_Task input_
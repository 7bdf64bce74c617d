//! # Cleanup Handler
//!
//! Destinazione finale del file originale dopo un upload confermato.
//!
//! ## Strategie:
//! - `move_to` configurata: il file viene spostato lì; in caso di collisione il nome
//!   diventa `stem-xxxxxx.ext` finché non è libero. Se la rename fallisce (es. device
//!   diversi) si ripiega su copia + rimozione.
//! - altrimenti: cestino di sistema con `gio trash` o `trash-put`; se nessuno dei due
//!   funziona e il file esiste ancora, viene cancellato.
//!
//! Un fallimento qui è fatale: il file è già nella room e non deve essere ricaricato.

use crate::error::{Result, UploaderError};
use crate::tool_resolver::ToolPathResolver;
use crate::utils::with_random_suffix;
use std::path::{Path, PathBuf};
use tokio::fs;
use tokio::process::Command;
use tracing::{debug, info, warn};

/// What happened to an uploaded file
#[derive(Debug, Clone, PartialEq, Eq)]
pub enum Disposal {
    Moved { from: PathBuf, to: PathBuf },
    Trashed(PathBuf),
    Deleted(PathBuf),
}

/// Trash programs tried in order, with the arguments preceding the path
const TRASH_COMMANDS: &[(&str, &[&str])] = &[("gio", &["trash"]), ("trash-put", &[])];

/// Disposes of original files after upload
#[derive(Debug, Clone)]
pub struct CleanupHandler {
    move_to: Option<PathBuf>,
    resolver: ToolPathResolver,
}

impl CleanupHandler {
    pub fn new(move_to: Option<PathBuf>) -> Self {
        Self::with_resolver(move_to, ToolPathResolver::new())
    }

    pub fn with_resolver(move_to: Option<PathBuf>, resolver: ToolPathResolver) -> Self {
        Self { move_to, resolver }
    }

    /// Move, trash or delete `path`
    pub async fn dispose(&self, path: &Path) -> Result<Disposal> {
        match self.move_to {
            Some(ref dest_dir) => self.move_into(path, dest_dir).await,
            None => self.trash_or_delete(path).await,
        }
    }

    async fn move_into(&self, path: &Path, dest_dir: &Path) -> Result<Disposal> {
        let name = path.file_name().ok_or_else(|| cleanup_failed(path, "path has no file name"))?;

        let mut target = dest_dir.join(name);
        while fs::try_exists(&target).await? {
            debug!("{} already exists, picking another name", target.display());
            target = dest_dir.join(with_random_suffix(path));
        }

        if let Err(rename_err) = fs::rename(path, &target).await {
            debug!("rename failed ({}), copying instead", rename_err);
            fs::copy(path, &target)
                .await
                .map_err(|e| cleanup_failed(path, format!("cannot move to {}: {}", target.display(), e)))?;
            fs::remove_file(path)
                .await
                .map_err(|e| cleanup_failed(path, format!("copied but cannot remove original: {}", e)))?;
        }

        info!(
            "📁 Moved {} -> {}",
            display_name(path),
            display_name(&target)
        );
        Ok(Disposal::Moved {
            from: path.to_path_buf(),
            to: target,
        })
    }

    async fn trash_or_delete(&self, path: &Path) -> Result<Disposal> {
        for (tool_name, args) in TRASH_COMMANDS {
            let Some(tool) = self.resolver.resolve_tool(tool_name) else {
                continue;
            };

            match Command::new(&tool).args(*args).arg(path).output().await {
                Ok(output) if output.status.success() && !path.exists() => {
                    info!("🗑️  Trashed {}", display_name(path));
                    return Ok(Disposal::Trashed(path.to_path_buf()));
                }
                Ok(output) => warn!(
                    "{} could not trash {}: {}",
                    tool_name,
                    path.display(),
                    String::from_utf8_lossy(&output.stderr).trim()
                ),
                Err(e) => warn!("Failed to run {}: {}", tool_name, e),
            }
        }

        if !path.exists() {
            return Ok(Disposal::Trashed(path.to_path_buf()));
        }

        fs::remove_file(path)
            .await
            .map_err(|e| cleanup_failed(path, e.to_string()))?;
        info!("🗑️  Deleted {}", display_name(path));
        Ok(Disposal::Deleted(path.to_path_buf()))
    }
}

fn cleanup_failed(path: &Path, reason: impl Into<String>) -> UploaderError {
    UploaderError::CleanupFailed {
        path: path.to_path_buf(),
        reason: reason.into(),
    }
}

fn display_name(path: &Path) -> String {
    path.file_name()
        .map(|name| name.to_string_lossy().into_owned())
        .unwrap_or_else(|| path.display().to_string())
}

#[cfg(test)]
mod tests {
    use super::*;
    use tempfile::TempDir;

    /// Resolver that finds no trash tool
    fn no_tools() -> (TempDir, ToolPathResolver) {
        let tools = TempDir::new().unwrap();
        let resolver = ToolPathResolver::only_in(tools.path());
        (tools, resolver)
    }

    #[tokio::test]
    async fn test_move_into_destination() {
        let src = TempDir::new().unwrap();
        let dest = TempDir::new().unwrap();
        let file = src.path().join("a.jpg");
        std::fs::write(&file, b"jpeg").unwrap();

        let handler = CleanupHandler::new(Some(dest.path().to_path_buf()));
        let disposal = handler.dispose(&file).await.unwrap();

        assert_eq!(
            disposal,
            Disposal::Moved {
                from: file.clone(),
                to: dest.path().join("a.jpg")
            }
        );
        assert!(!file.exists());
        assert_eq!(std::fs::read(dest.path().join("a.jpg")).unwrap(), b"jpeg");
    }

    #[tokio::test]
    async fn test_move_collision_gets_new_name() {
        let src = TempDir::new().unwrap();
        let dest = TempDir::new().unwrap();
        let file = src.path().join("a.jpg");
        std::fs::write(&file, b"new").unwrap();
        std::fs::write(dest.path().join("a.jpg"), b"old").unwrap();

        let handler = CleanupHandler::new(Some(dest.path().to_path_buf()));
        let Disposal::Moved { to, .. } = handler.dispose(&file).await.unwrap() else {
            panic!("expected a move");
        };

        assert_ne!(to, dest.path().join("a.jpg"));
        let name = to.file_name().unwrap().to_string_lossy().into_owned();
        assert!(name.starts_with("a-") && name.ends_with(".jpg"), "{name}");
        assert_eq!(std::fs::read(&to).unwrap(), b"new");
        assert_eq!(std::fs::read(dest.path().join("a.jpg")).unwrap(), b"old");
        assert!(!file.exists());
    }

    #[tokio::test]
    async fn test_delete_without_trash_tools() {
        let src = TempDir::new().unwrap();
        let file = src.path().join("b.png");
        std::fs::write(&file, b"png").unwrap();

        let (_tools, resolver) = no_tools();
        let handler = CleanupHandler::with_resolver(None, resolver);

        assert_eq!(handler.dispose(&file).await.unwrap(), Disposal::Deleted(file.clone()));
        assert!(!file.exists());
    }

    #[cfg(unix)]
    #[tokio::test]
    async fn test_trash_tool_is_used() {
        use std::os::unix::fs::PermissionsExt;

        // Fake gio: `gio trash <path>` moves the file into a bin directory
        let tools = TempDir::new().unwrap();
        let bin = TempDir::new().unwrap();
        let script = tools.path().join("gio");
        std::fs::write(&script, format!("#!/bin/sh\nmv \"$2\" '{}'\n", bin.path().display())).unwrap();
        std::fs::set_permissions(&script, std::fs::Permissions::from_mode(0o755)).unwrap();

        let src = TempDir::new().unwrap();
        let file = src.path().join("c.gif");
        std::fs::write(&file, b"gif").unwrap();

        let handler = CleanupHandler::with_resolver(None, ToolPathResolver::only_in(tools.path()));
        assert_eq!(handler.dispose(&file).await.unwrap(), Disposal::Trashed(file.clone()));
        assert!(!file.exists());
        assert!(bin.path().join("c.gif").exists());
    }

    #[cfg(unix)]
    #[tokio::test]
    async fn test_failing_trash_falls_back_to_delete() {
        use std::os::unix::fs::PermissionsExt;

        let tools = TempDir::new().unwrap();
        for name in ["gio", "trash-put"] {
            let script = tools.path().join(name);
            std::fs::write(&script, "#!/bin/sh\nexit 1\n").unwrap();
            std::fs::set_permissions(&script, std::fs::Permissions::from_mode(0o755)).unwrap();
        }

        let src = TempDir::new().unwrap();
        let file = src.path().join("d.webp");
        std::fs::write(&file, b"webp").unwrap();

        let handler = CleanupHandler::with_resolver(None, ToolPathResolver::only_in(tools.path()));
        assert_eq!(handler.dispose(&file).await.unwrap(), Disposal::Deleted(file.clone()));
        assert!(!file.exists());
    }

    #[tokio::test]
    async fn test_missing_file_cannot_be_moved() {
        let src = TempDir::new().unwrap();
        let dest = TempDir::new().unwrap();
        let handler = CleanupHandler::new(Some(dest.path().to_path_buf()));

        let result = handler.dispose(&src.path().join("gone.png")).await;
        assert!(matches!(result, Err(UploaderError::CleanupFailed { .. })));
    }
}
//! # Configuration Management Module
//!
//! Questo modulo gestisce tutta la configurazione dell'applicazione.
//!
//! ## Responsabilità:
//! - Definisce la struct `Config` immutabile, costruita una sola volta all'avvio
//! - Parsing rigoroso di un file `key=value` (solo dati, mai codice eseguito)
//! - Validazione completa: ogni errore nomina il campo colpevole
//! - Applica gli override da command line per timeout, watch e one-shot
//!
//! ## Formato del file:
//! ```text
//! # commento
//! token=syt_abc123
//! server=matrix.example.org
//! room_id='!abcDEF:example.org'
//! dir=~/Pictures/outbox
//! timeout=5m
//! watch=true
//! one_shot=false
//! cwebp_convert=true
//! move_to=/srv/sent
//! curl_args=(-H "X-Forwarded-For: 10.0.0.1" --max-time 60)
//! cwebp_args=(-q 85 -metadata icc)
//! ```
//!
//! ## Precedenza:
//! - `timeout`, `watch`, `one_shot`: command line > file > default
//! - tutti gli altri campi arrivano solo dal file
//!
//! ## Validazione:
//! - `room_id` deve essere `!<alnum>:<dominio senza ':'>`
//! - `token` solo caratteri alfanumerici e underscore
//! - `server` non vuoto e con almeno un `.`
//! - `dir` e `move_to` devono esistere, e `move_to` deve essere diversa da `dir`
//! - booleani letteralmente `true` / `false`
//! - timeout numerico con suffisso opzionale `s`, `m`, `h`, `d`

use crate::error::{Result, UploaderError};
use std::path::{Path, PathBuf};
use std::time::Duration;
use tracing::debug;

/// Delay between two uploads when nothing else is configured
pub const DEFAULT_TIMEOUT: Duration = Duration::from_secs(3);

/// Values given on the command line that take precedence over the file
#[derive(Debug, Clone, Default)]
pub struct CliOverrides {
    pub timeout: Option<String>,
    pub watch: Option<bool>,
    pub one_shot: Option<bool>,
}

/// Validated uploader configuration
#[derive(Debug, Clone)]
pub struct Config {
    /// Destination room, `!localpart:domain`
    pub room_id: String,
    /// Homeserver host (no scheme), e.g. `matrix.example.org`
    pub server: String,
    /// Static bearer token
    pub token: String,
    /// Source directory (canonical, absolute)
    pub dir: PathBuf,
    /// Delay between two consecutive uploads
    pub timeout: Duration,
    /// Keep watching the directory after the initial snapshot
    pub watch: bool,
    /// Stop after the first uploaded file
    pub one_shot: bool,
    /// Convert non-WebP images before upload
    pub cwebp_convert: bool,
    /// Move uploaded files here instead of trashing them
    pub move_to: Option<PathBuf>,
    /// Extra HTTP client arguments, curl style
    pub curl_args: Vec<String>,
    /// Extra arguments passed verbatim to the converter
    pub cwebp_args: Vec<String>,
}

impl Config {
    /// Default location of the configuration file
    pub fn default_path() -> Option<PathBuf> {
        dirs::config_dir().map(|dir| dir.join("matrix-uploader").join("config"))
    }

    /// Load and validate configuration from file
    pub async fn load(path: &Path, overrides: &CliOverrides) -> Result<Self> {
        let content = tokio::fs::read_to_string(path)
            .await
            .map_err(|source| UploaderError::ConfigUnreadable {
                path: path.to_path_buf(),
                source,
            })?;
        Self::parse(&content, overrides)
    }

    /// Parse and validate configuration from the text of a config file
    pub fn parse(content: &str, overrides: &CliOverrides) -> Result<Self> {
        RawConfig::from_source(content)?.resolve(overrides)
    }

    /// Base URL of the homeserver client/media API
    pub fn homeserver_url(&self) -> String {
        format!("https://{}", self.server)
    }
}

/// Unvalidated key/value pairs as found in the file
#[derive(Debug, Default)]
struct RawConfig {
    token: Option<String>,
    server: Option<String>,
    room_id: Option<String>,
    dir: Option<String>,
    timeout: Option<String>,
    watch: Option<String>,
    one_shot: Option<String>,
    cwebp_convert: Option<String>,
    move_to: Option<String>,
    curl_args: Vec<String>,
    cwebp_args: Vec<String>,
}

impl RawConfig {
    fn from_source(content: &str) -> Result<Self> {
        let mut raw = RawConfig::default();

        for (index, line) in content.lines().enumerate() {
            let line = line.trim();
            if line.is_empty() || line.starts_with('#') {
                continue;
            }
            let line = line.strip_prefix("export ").map(str::trim_start).unwrap_or(line);

            let (key, value) = line.split_once('=').ok_or_else(|| {
                UploaderError::invalid(format!("line {}", index + 1), "expected key=value")
            })?;
            let key = key.trim();
            let value = value.trim();

            match key {
                "curl_args" => raw.curl_args = parse_array(key, value)?,
                "cwebp_args" => raw.cwebp_args = parse_array(key, value)?,
                "token" => raw.token = Some(unquote(value).to_string()),
                "server" => raw.server = Some(unquote(value).to_string()),
                "room_id" | "ROOM_ID" => raw.room_id = Some(unquote(value).to_string()),
                "dir" => raw.dir = Some(unquote(value).to_string()),
                "timeout" => raw.timeout = Some(unquote(value).to_string()),
                "watch" => raw.watch = Some(unquote(value).to_string()),
                "one_shot" => raw.one_shot = Some(unquote(value).to_string()),
                "cwebp_convert" => raw.cwebp_convert = Some(unquote(value).to_string()),
                "move_to" => raw.move_to = Some(unquote(value).to_string()),
                other => debug!("Ignoring unknown configuration key '{}'", other),
            }
        }

        Ok(raw)
    }

    fn resolve(self, overrides: &CliOverrides) -> Result<Config> {
        let token = required("token", self.token)?;
        if !token.chars().all(|c| c.is_ascii_alphanumeric() || c == '_') {
            return Err(UploaderError::invalid(
                "token",
                "only letters, digits and underscores are allowed",
            ));
        }

        let server = required("server", self.server)?;
        if !server.contains('.') {
            return Err(UploaderError::invalid("server", "expected a domain such as matrix.org"));
        }
        if server.contains('/') || server.chars().any(char::is_whitespace) {
            return Err(UploaderError::invalid("server", "expected a bare host name without scheme or path"));
        }

        let room_id = required("room_id", self.room_id)?;
        if !is_valid_room_id(&room_id) {
            return Err(UploaderError::invalid("room_id", format!("'{}' does not match !localpart:domain", room_id)));
        }

        let dir = existing_dir("dir", &required("dir", self.dir)?)?;

        // Il valore del file viene validato anche quando la CLI lo sovrascrive
        let file_timeout = self.timeout.as_deref().map(timeout_field).transpose()?;
        let cli_timeout = overrides.timeout.as_deref().map(timeout_field).transpose()?;
        let timeout = cli_timeout.or(file_timeout).unwrap_or(DEFAULT_TIMEOUT);

        let file_watch = bool_field("watch", self.watch.as_deref())?;
        let file_one_shot = bool_field("one_shot", self.one_shot.as_deref())?;
        let watch = overrides.watch.or(file_watch).unwrap_or(false);
        let one_shot = overrides.one_shot.or(file_one_shot).unwrap_or(false);
        let cwebp_convert = bool_field("cwebp_convert", self.cwebp_convert.as_deref())?.unwrap_or(false);

        let move_to = match self.move_to.as_deref() {
            Some(value) if !value.is_empty() => {
                let target = existing_dir("move_to", value)?;
                if target == dir {
                    return Err(UploaderError::invalid("move_to", "must differ from dir"));
                }
                Some(target)
            }
            _ => None,
        };

        Ok(Config {
            room_id,
            server,
            token,
            dir,
            timeout,
            watch,
            one_shot,
            cwebp_convert,
            move_to,
            curl_args: self.curl_args,
            cwebp_args: self.cwebp_args,
        })
    }
}

fn required(field: &str, value: Option<String>) -> Result<String> {
    match value {
        Some(v) if !v.is_empty() => Ok(v),
        _ => Err(UploaderError::invalid(field, "missing value")),
    }
}

fn existing_dir(field: &str, value: &str) -> Result<PathBuf> {
    let path = expand_home(value);
    if !path.is_dir() {
        return Err(UploaderError::invalid(
            field,
            format!("directory does not exist: {}", path.display()),
        ));
    }
    path.canonicalize()
        .map_err(|e| UploaderError::invalid(field, format!("{}: {}", path.display(), e)))
}

fn timeout_field(value: &str) -> Result<Duration> {
    parse_timeout(value).ok_or_else(|| {
        UploaderError::invalid("timeout", format!("'{}' is not a number with optional s/m/h/d suffix", value))
    })
}

fn bool_field(field: &str, value: Option<&str>) -> Result<Option<bool>> {
    match value {
        None => Ok(None),
        Some("true") => Ok(Some(true)),
        Some("false") => Ok(Some(false)),
        Some(other) => Err(UploaderError::invalid(field, format!("expected true or false, got '{}'", other))),
    }
}

/// Parse a delay such as `30`, `30s`, `5m`, `2h` or `1d`
pub fn parse_timeout(value: &str) -> Option<Duration> {
    let value = value.trim();
    let (digits, unit) = match value.char_indices().last()? {
        (i, 's') => (&value[..i], 1),
        (i, 'm') => (&value[..i], 60),
        (i, 'h') => (&value[..i], 60 * 60),
        (i, 'd') => (&value[..i], 24 * 60 * 60),
        (_, c) if c.is_ascii_digit() => (value, 1),
        _ => return None,
    };

    if digits.is_empty() || !digits.bytes().all(|b| b.is_ascii_digit()) {
        return None;
    }
    let amount: u64 = digits.parse().ok()?;
    amount.checked_mul(unit).map(Duration::from_secs)
}

/// Check a room identifier against `!<alnum>:<non-colon>`
pub fn is_valid_room_id(room_id: &str) -> bool {
    let Some(rest) = room_id.strip_prefix('!') else {
        return false;
    };
    let Some((localpart, domain)) = rest.split_once(':') else {
        return false;
    };
    !localpart.is_empty()
        && localpart.chars().all(|c| c.is_ascii_alphanumeric())
        && !domain.is_empty()
        && !domain.contains(':')
}

fn expand_home(value: &str) -> PathBuf {
    if let Some(home) = dirs::home_dir() {
        if value == "~" {
            return home;
        }
        if let Some(rest) = value.strip_prefix("~/") {
            return home.join(rest);
        }
    }
    PathBuf::from(value)
}

fn unquote(value: &str) -> &str {
    let bytes = value.as_bytes();
    if bytes.len() >= 2 {
        let (first, last) = (bytes[0], bytes[bytes.len() - 1]);
        if first == last && (first == b'"' || first == b'\'') {
            return &value[1..value.len() - 1];
        }
    }
    value
}

fn parse_array(field: &str, value: &str) -> Result<Vec<String>> {
    let inner = match value.strip_prefix('(') {
        Some(rest) => rest
            .strip_suffix(')')
            .ok_or_else(|| UploaderError::invalid(field, "unterminated array, missing ')'"))?,
        None => value,
    };
    split_words(inner).ok_or_else(|| UploaderError::invalid(field, "unterminated quote"))
}

/// Split shell-style words, honouring single quotes, double quotes and backslashes
fn split_words(input: &str) -> Option<Vec<String>> {
    let mut words = Vec::new();
    let mut current = String::new();
    let mut in_word = false;
    let mut quote: Option<char> = None;
    let mut chars = input.chars();

    while let Some(c) = chars.next() {
        match (quote, c) {
            (Some(q), c) if c == q => quote = None,
            (Some('"'), '\\') => current.push(chars.next()?),
            (Some(_), c) => current.push(c),
            (None, '"') | (None, '\'') => {
                quote = Some(c);
                in_word = true;
            }
            (None, '\\') => {
                current.push(chars.next()?);
                in_word = true;
            }
            (None, c) if c.is_whitespace() => {
                if in_word {
                    words.push(std::mem::take(&mut current));
                    in_word = false;
                }
            }
            (None, c) => {
                current.push(c);
                in_word = true;
            }
        }
    }

    if quote.is_some() {
        return None;
    }
    if in_word {
        words.push(current);
    }
    Some(words)
}
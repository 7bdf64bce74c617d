//! # Uploader Module
//!
//! Separa il lavoro in sottomoduli:
//! - `directory_uploader`: orchestratore (lock, stream, delay, one-shot, shutdown)
//! - `pipeline`: conversione, metadata, upload e messaggio per un singolo file
//! - `cleanup`: destinazione finale del file originale dopo un upload riuscito

pub mod cleanup;
pub mod directory_uploader;
pub mod pipeline;

pub use cleanup::{CleanupHandler, Disposal};
pub use directory_uploader::DirectoryUploader;
pub use pipeline::{UploadPipeline, UploadReceipt};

_Work order_
Return only the number of lines in the preceding records that contain the string "rest".

_Solution to this task_
5